OTUB1 facilitates bladder cancer progression by stabilizing ATF6 in response to ER stress.

The unfolded protein response (UPR) plays an important role in carcinogenesis, but the functional role and mechanism of UPR-associated bladder carcinogenesis remain to be characterized. Upon UPR activation, ATF6α is activated to upregulate the transcription of UPR target genes. Although the mechanism of ATF6 activation has been studied extensively, the negative regulation of ATF6 stabilization is not well understood. Here, we report that the deubiquitinase otubain 1 (OTUB1) facilitates bladder cancer progression by stabilizing ATF6 in response to ER stress. OTUB1 expression is elevated in bladder cancer patients.
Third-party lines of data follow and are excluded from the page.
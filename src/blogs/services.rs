use std::sync::Arc;

use axum::extract::Multipart;
use bytes::Bytes;
use sqlx::SqlitePool;
use tracing::warn;

use crate::blogs::repo::Blog;
use crate::error::ApiError;
use crate::storage::{stored_filename, ImageStore};

/// Load the target record and check that the acting user owns it.
/// Existence is decided before ownership, so a missing id is a 404 for
/// everyone and non-owners learn nothing from the distinction.
pub async fn authorize_owner(
    db: &SqlitePool,
    blog_id: i64,
    user_id: i64,
) -> Result<Blog, ApiError> {
    let blog = Blog::get(db, blog_id).await?.ok_or(ApiError::NotFound)?;
    if blog.user_id != user_id {
        warn!(
            blog_id,
            user_id,
            owner_id = blog.user_id,
            "mutation blocked for non-owner"
        );
        return Err(ApiError::Forbidden);
    }
    Ok(blog)
}

#[derive(Debug)]
pub struct BlogForm {
    pub title: String,
    pub description: String,
    pub image: Option<ImageUpload>,
}

#[derive(Debug)]
pub struct ImageUpload {
    pub original_name: String,
    pub body: Bytes,
}

/// Drain a `multipart/form-data` body into a validated form. Unknown
/// fields are ignored; an empty image part (file input left blank)
/// counts as no upload.
pub async fn read_blog_form(multipart: &mut Multipart) -> Result<BlogForm, ApiError> {
    let mut title: Option<String> = None;
    let mut description: Option<String> = None;
    let mut image: Option<ImageUpload> = None;

    while let Some(field) = multipart
        .next_field()
        .await
        .map_err(|e| ApiError::BadRequest(format!("invalid multipart body: {e}")))?
    {
        let name = field.name().map(|s| s.to_string());
        match name.as_deref() {
            Some("title") => {
                title = Some(
                    field
                        .text()
                        .await
                        .map_err(|e| ApiError::BadRequest(format!("invalid title field: {e}")))?,
                );
            }
            Some("description") => {
                description = Some(field.text().await.map_err(|e| {
                    ApiError::BadRequest(format!("invalid description field: {e}"))
                })?);
            }
            Some("image") => {
                let original_name = field.file_name().map(|s| s.to_string()).unwrap_or_default();
                let body = field
                    .bytes()
                    .await
                    .map_err(|e| ApiError::BadRequest(format!("invalid image field: {e}")))?;
                if !body.is_empty() {
                    image = Some(ImageUpload {
                        original_name,
                        body,
                    });
                }
            }
            _ => {}
        }
    }

    let title = title
        .map(|t| t.trim().to_string())
        .filter(|t| !t.is_empty())
        .ok_or_else(|| ApiError::BadRequest("title is required".into()))?;
    let description = description
        .map(|d| d.trim().to_string())
        .filter(|d| !d.is_empty())
        .ok_or_else(|| ApiError::BadRequest("description is required".into()))?;

    Ok(BlogForm {
        title,
        description,
        image,
    })
}

/// Write an upload to the image store under a freshly generated name and
/// return that name.
pub async fn store_upload(
    images: &Arc<dyn ImageStore>,
    upload: ImageUpload,
) -> anyhow::Result<String> {
    let filename = stored_filename(&upload.original_name);
    images.save(&filename, upload.body).await?;
    Ok(filename)
}

/// Best-effort cleanup of a file whose database row never materialized.
pub async fn discard_upload(images: &Arc<dyn ImageStore>, filename: &str) {
    if let Err(e) = images.remove(filename).await {
        warn!(error = %e, filename, "failed to remove orphaned upload");
    }
}
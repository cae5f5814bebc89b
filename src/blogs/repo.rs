use sqlx::{FromRow, SqlitePool};

/// Blog row. `image` holds the stored filename under the upload
/// directory, not a full path.
#[derive(Debug, Clone, FromRow)]
pub struct Blog {
    pub id: i64,
    pub user_id: i64,
    pub title: String,
    pub description: String,
    pub image: Option<String>,
}

impl Blog {
    pub async fn create(
        db: &SqlitePool,
        user_id: i64,
        title: &str,
        description: &str,
        image: Option<&str>,
    ) -> sqlx::Result<Blog> {
        sqlx::query_as::<_, Blog>(
            r#"
            INSERT INTO blogs (userid, title, description, image)
            VALUES ($1, $2, $3, $4)
            RETURNING id, userid AS user_id, title, description, image
            "#,
        )
        .bind(user_id)
        .bind(title)
        .bind(description)
        .bind(image)
        .fetch_one(db)
        .await
    }

    /// All records in creation order, regardless of owner.
    pub async fn list(db: &SqlitePool) -> sqlx::Result<Vec<Blog>> {
        sqlx::query_as::<_, Blog>(
            r#"
            SELECT id, userid AS user_id, title, description, image
            FROM blogs
            ORDER BY id
            "#,
        )
        .fetch_all(db)
        .await
    }

    pub async fn get(db: &SqlitePool, id: i64) -> sqlx::Result<Option<Blog>> {
        sqlx::query_as::<_, Blog>(
            r#"
            SELECT id, userid AS user_id, title, description, image
            FROM blogs
            WHERE id = $1
            "#,
        )
        .bind(id)
        .fetch_optional(db)
        .await
    }

    /// Partial update: title and description are always written, the image
    /// column only when a replacement was uploaded. `None` result means the
    /// row no longer exists.
    pub async fn update(
        db: &SqlitePool,
        id: i64,
        title: &str,
        description: &str,
        image: Option<&str>,
    ) -> sqlx::Result<Option<Blog>> {
        let query = match image {
            Some(image) => sqlx::query_as::<_, Blog>(
                r#"
                UPDATE blogs
                SET title = $1, description = $2, image = $3
                WHERE id = $4
                RETURNING id, userid AS user_id, title, description, image
                "#,
            )
            .bind(title)
            .bind(description)
            .bind(image)
            .bind(id),
            None => sqlx::query_as::<_, Blog>(
                r#"
                UPDATE blogs
                SET title = $1, description = $2
                WHERE id = $3
                RETURNING id, userid AS user_id, title, description, image
                "#,
            )
            .bind(title)
            .bind(description)
            .bind(id),
        };
        query.fetch_optional(db).await
    }

    pub async fn delete(db: &SqlitePool, id: i64) -> sqlx::Result<bool> {
        let result = sqlx::query("DELETE FROM blogs WHERE id = $1")
            .bind(id)
            .execute(db)
            .await?;
        Ok(result.rows_affected() > 0)
    }
}
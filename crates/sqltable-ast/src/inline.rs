//! Inline elements for table cell content

use serde::{Deserialize, Serialize};

/// Inline-level content element
#[derive(Debug, Clone, PartialEq, Serialize, Deserialize)]
pub enum Inline {
    /// Plain text content
    Text(String),
    /// A hard line break
    Break,
}

impl Inline {
    /// Build inline content from possibly multi-line text.
    ///
    /// Each source line becomes a `Text` element; lines are separated by
    /// `Break`. Empty input yields no inlines.
    pub fn lines(text: &str) -> Vec<Inline> {
        let mut inlines = Vec::new();
        for (i, line) in text.lines().enumerate() {
            if i > 0 {
                inlines.push(Inline::Break);
            }
            inlines.push(Inline::Text(line.to_string()));
        }
        inlines
    }

    /// Flatten inline content back into plain text, breaks become newlines
    pub fn plain_text(inlines: &[Inline]) -> String {
        let mut out = String::new();
        for inline in inlines {
            match inline {
                Inline::Text(t) => out.push_str(t),
                Inline::Break => out.push('\n'),
            }
        }
        out
    }
}
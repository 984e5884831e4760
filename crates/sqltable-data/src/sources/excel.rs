//! Spreadsheet data source using calamine.
//!
//! Handles every format `calamine::open_workbook_auto` understands
//! (xlsx, xlsm, xlsb, xls, ods).

use std::path::{Path, PathBuf};

use calamine::{open_workbook_auto, Data, Range, Reader};
use tracing::debug;

use crate::error::{DataError, Result};
use crate::workbook::{CellValue, Workbook, Worksheet};

/// Spreadsheet file data source
pub struct ExcelSource {
    /// Path to the spreadsheet file
    path: PathBuf,
    /// Sheet names cache
    sheet_names: Vec<String>,
}

impl ExcelSource {
    /// Create a new source from a file path
    pub fn new(path: impl AsRef<Path>) -> Result<Self> {
        let path = path.as_ref().to_path_buf();

        if !path.exists() {
            return Err(DataError::FileNotFound(path.display().to_string()));
        }

        let workbook = open_workbook_auto(&path)
            .map_err(|e| DataError::WorkbookOpen(format!("{}: {}", path.display(), e)))?;

        let sheet_names = workbook.sheet_names().to_vec();

        Ok(Self { path, sheet_names })
    }

    /// Read every sheet into an in-memory [`Workbook`].
    ///
    /// Cell positions are absolute: a sheet whose used range starts at C3
    /// still has its first value at `(2, 2)`.
    pub fn read_workbook(&self) -> Result<Workbook> {
        let mut reader = open_workbook_auto(&self.path)
            .map_err(|e| DataError::WorkbookOpen(format!("{}: {}", self.path.display(), e)))?;

        let mut workbook = Workbook::new();
        for name in &self.sheet_names {
            let range = reader
                .worksheet_range(name)
                .map_err(|e| DataError::SheetNotFound(format!("{}: {}", name, e)))?;

            let rows = Self::range_to_rows(&range);
            debug!(sheet = %name, rows = rows.len(), "read worksheet");
            workbook.push(Worksheet::with_rows(name.clone(), rows));
        }

        Ok(workbook)
    }

    /// Convert a calamine cell to a workbook cell
    pub(crate) fn cell_value(cell: &Data) -> CellValue {
        match cell {
            Data::Empty => CellValue::Empty,
            Data::String(s) => CellValue::from(s.as_str()),
            Data::Int(i) => CellValue::Int(*i),
            Data::Float(f) => CellValue::Float(*f),
            Data::Bool(b) => CellValue::Bool(*b),
            Data::Error(e) => CellValue::Error(format!("{:?}", e)),
            Data::DateTime(dt) => CellValue::DateTime(format!("{}", dt)),
            Data::DateTimeIso(s) => CellValue::DateTime(s.clone()),
            Data::DurationIso(s) => CellValue::DateTime(s.clone()),
        }
    }

    /// Expand a calamine range into absolute-position rows
    fn range_to_rows(range: &Range<Data>) -> Vec<Vec<CellValue>> {
        let Some((end_row, end_col)) = range.end() else {
            return Vec::new();
        };

        (0..=end_row)
            .map(|r| {
                (0..=end_col)
                    .map(|c| {
                        range
                            .get_value((r, c))
                            .map(Self::cell_value)
                            .unwrap_or_default()
                    })
                    .collect()
            })
            .collect()
    }
}
//! # sqltable-data
//!
//! Tabular data plumbing for sqltable: read spreadsheets and CSV files,
//! import them into SQLite, run queries and turn result rows into
//! `sqltable-ast` Table nodes.
//!
//! ## Features
//!
//! - **Sheet importer**: one table per worksheet, column names from a header
//!   row, bound-parameter inserts, one transaction per sheet
//! - **Sources**: Excel/ODS via `calamine`, CSV/TSV via `csv`
//! - **AST integration**: convert query rows to Table nodes
//!
//! ## Example
//!
//! ```rust,ignore
//! use sqltable_data::{load_workbook, query_rows, ConvertOptions, TableConverter};
//!
//! let conn = load_workbook("data.xlsx", None)?;
//! let result = query_rows(&conn, "SELECT name, age FROM People")?;
//! let table = TableConverter::convert(result.rows, ConvertOptions::with_header(["Name", "Age"]))?;
//! ```

pub mod converter;
pub mod error;
pub mod importer;
pub mod query;
pub mod sources;
pub mod workbook;

// Re-exports
pub use converter::{ConvertOptions, TableConverter};
pub use error::{DataError, IdentifierKind, ImportError, ImportResult, Result};
pub use importer::{
    coerce, load_workbook, BookSchema, ColumnDescriptor, ColumnType, ColumnTypeGuesser,
    EventLevel, ImportEvent, ImportLog, ImportOptions, LoadReport, PlaceholderGuesser,
    SheetImporter, SheetSchema, SheetSummary, Verbosity,
};
pub use query::{query_rows, QueryRows};
pub use sources::{CsvOptions, CsvSource, ExcelSource};
pub use workbook::{CellValue, Workbook, WorkbookRef, Worksheet};

/// Re-exported so callers can hand in or receive a store
pub use rusqlite::Connection;
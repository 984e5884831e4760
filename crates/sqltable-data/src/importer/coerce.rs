//! Cell to SQL value coercion.

use rusqlite::types::Value;
use thiserror::Error;

use crate::importer::schema::ColumnType;
use crate::workbook::CellValue;

/// A cell value that does not fit its column type
#[derive(Debug, Clone, PartialEq, Error)]
#[error("cannot convert {value:?} to {target}")]
pub struct CoerceError {
    /// The cell in its plain string form
    pub value: String,
    /// Target type name
    pub target: String,
}

/// Convert a cell into a value bound to an `INSERT` parameter.
///
/// Empty cells become `NULL` whatever the column type. `Text` columns get
/// the cell's string form, `Real` columns a finite `f64`, and any other
/// declared type the plain string form.
pub fn coerce(value: &CellValue, kind: &ColumnType) -> Result<Value, CoerceError> {
    if value.is_empty() {
        return Ok(Value::Null);
    }

    match kind {
        ColumnType::Text | ColumnType::Other(_) => Ok(Value::Text(value.to_string())),
        ColumnType::Real => to_real(value).map(Value::Real).ok_or_else(|| CoerceError {
            value: value.to_string(),
            target: kind.to_string(),
        }),
    }
}

fn to_real(value: &CellValue) -> Option<f64> {
    let number = match value {
        CellValue::Int(i) => *i as f64,
        CellValue::Float(f) => *f,
        CellValue::Text(s) => s.trim().parse::<f64>().ok()?,
        _ => return None,
    };

    number.is_finite().then_some(number)
}

#[cfg(test)]
mod tests {
    use super::*;

    #[test]
    fn test_empty_is_null_for_every_type() {
        for kind in [
            ColumnType::Text,
            ColumnType::Real,
            ColumnType::Other("date".to_string()),
        ] {
            assert_eq!(coerce(&CellValue::Empty, &kind).unwrap(), Value::Null);
            assert_eq!(coerce(&CellValue::Text(String::new()), &kind).unwrap(), Value::Null);
        }
    }

    #[test]
    fn test_text_keeps_quotes_verbatim() {
        let value = CellValue::Text("O'Brien \"Bob\"".to_string());
        assert_eq!(
            coerce(&value, &ColumnType::Text).unwrap(),
            Value::Text("O'Brien \"Bob\"".to_string())
        );
    }

    #[test]
    fn test_text_from_numbers() {
        assert_eq!(
            coerce(&CellValue::Int(30), &ColumnType::Text).unwrap(),
            Value::Text("30".to_string())
        );
        assert_eq!(
            coerce(&CellValue::Float(41.0), &ColumnType::Text).unwrap(),
            Value::Text("41".to_string())
        );
    }

    #[test]
    fn test_real_parses_text() {
        assert_eq!(
            coerce(&CellValue::Text("42".to_string()), &ColumnType::Real).unwrap(),
            Value::Real(42.0)
        );
        assert_eq!(
            coerce(&CellValue::Text(" 2.5 ".to_string()), &ColumnType::Real).unwrap(),
            Value::Real(2.5)
        );
        assert_eq!(
            coerce(&CellValue::Int(7), &ColumnType::Real).unwrap(),
            Value::Real(7.0)
        );
    }

    #[test]
    fn test_real_rejects_non_numbers() {
        let err = coerce(&CellValue::Text("forty".to_string()), &ColumnType::Real).unwrap_err();
        assert_eq!(err.value, "forty");
        assert_eq!(err.target, "real");

        assert!(coerce(&CellValue::Text("nan".to_string()), &ColumnType::Real).is_err());
        assert!(coerce(&CellValue::Bool(true), &ColumnType::Real).is_err());
        assert!(coerce(&CellValue::DateTime("2024-01-01".to_string()), &ColumnType::Real).is_err());
    }

    #[test]
    fn test_other_types_use_string_form() {
        let kind = ColumnType::Other("date".to_string());
        assert_eq!(
            coerce(&CellValue::DateTime("2024-01-01".to_string()), &kind).unwrap(),
            Value::Text("2024-01-01".to_string())
        );
        assert_eq!(
            coerce(&CellValue::Bool(false), &kind).unwrap(),
            Value::Text("false".to_string())
        );
    }
}
//! Table converter - assembles query rows into AST Table nodes.

use sqltable_ast::{Alignment, ColumnSpec, Inline, Table, TableCell, TableRow};

use crate::error::{DataError, Result};

/// Options for table conversion
#[derive(Debug, Clone, Default)]
pub struct ConvertOptions {
    /// Header labels; `None` produces a table without a header row
    pub header: Option<Vec<String>>,

    /// Relative column widths; must match the column count when given
    pub widths: Option<Vec<u32>>,

    /// Number of leading stub (row header) columns
    pub stub_columns: usize,

    /// Default column alignment
    pub default_alignment: Option<Alignment>,

    /// Table caption
    pub caption: Option<String>,

    /// Classes attached to the table
    pub roles: Vec<String>,
}

impl ConvertOptions {
    /// Create options with the given header labels
    pub fn with_header<I, S>(labels: I) -> Self
    where
        I: IntoIterator<Item = S>,
        S: Into<String>,
    {
        Self {
            header: Some(labels.into_iter().map(Into::into).collect()),
            ..Default::default()
        }
    }
}

/// Converts raw tabular data to AST Table nodes
pub struct TableConverter;

impl TableConverter {
    /// Convert rows of text into a Table.
    ///
    /// The column count is the width of the widest row, header included.
    /// Short rows are padded with empty cells. Fails when there is no data
    /// at all, when `widths` does not match the column count, or when the
    /// stub columns would leave nothing for the body.
    pub fn convert(data: Vec<Vec<String>>, options: ConvertOptions) -> Result<Table> {
        let header_cols = options.header.as_ref().map(Vec::len).unwrap_or(0);
        let num_cols = data
            .iter()
            .map(Vec::len)
            .max()
            .unwrap_or(0)
            .max(header_cols);

        if num_cols == 0 {
            return Err(DataError::TableLayout(
                "no table data: the query returned no rows and no header was given".to_string(),
            ));
        }

        if options.stub_columns >= num_cols && !data.is_empty() {
            return Err(DataError::TableLayout(format!(
                "{} stub column(s) leave no data columns (table has {})",
                options.stub_columns, num_cols
            )));
        }

        let columns = Self::column_specs(num_cols, &options)?;

        let mut rows = Vec::with_capacity(data.len() + 1);
        if let Some(header) = options.header {
            rows.push(Self::create_row(header, num_cols, true));
        }
        for row_data in data {
            rows.push(Self::create_row(row_data, num_cols, false));
        }

        Ok(Table {
            rows,
            caption: options.caption.map(|c| vec![Inline::Text(c)]),
            columns,
            stub_columns: options.stub_columns,
            roles: options.roles,
        })
    }

    fn column_specs(num_cols: usize, options: &ConvertOptions) -> Result<Vec<ColumnSpec>> {
        let widths = match &options.widths {
            Some(widths) if widths.len() != num_cols => {
                return Err(DataError::TableLayout(format!(
                    "{} column widths given for {} columns",
                    widths.len(),
                    num_cols
                )));
            }
            Some(widths) => widths.clone(),
            None => vec![1; num_cols],
        };

        Ok(widths
            .into_iter()
            .map(|width| ColumnSpec {
                width: Some(width),
                align: options.default_alignment.clone(),
            })
            .collect())
    }

    /// Create a table row from raw data, padded to `num_cols`
    fn create_row(data: Vec<String>, num_cols: usize, is_header: bool) -> TableRow {
        let mut cells: Vec<TableCell> = data
            .iter()
            .take(num_cols)
            .map(|value| TableCell::text(value))
            .collect();

        while cells.len() < num_cols {
            cells.push(TableCell::text(""));
        }

        TableRow { cells, is_header }
    }
}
Genetic ablation of OTUB1 markedly inhibited bladder cancer cell proliferation, viability and migration both in vitro and in vivo. Mechanistically, luciferase pathway screening showed that ATF6 signaling was clearly activated compared to other pathways. OTUB1 was found to activate ATF6 signaling by inhibiting its ubiquitylation, thereby remodeling the stressed cells through transcriptional regulation. Our results indicate that high OTUB1 expression promotes bladder cancer progression by stabilizing ATF6 and that OTUB1 is a potential therapeutic target in bladder cancer.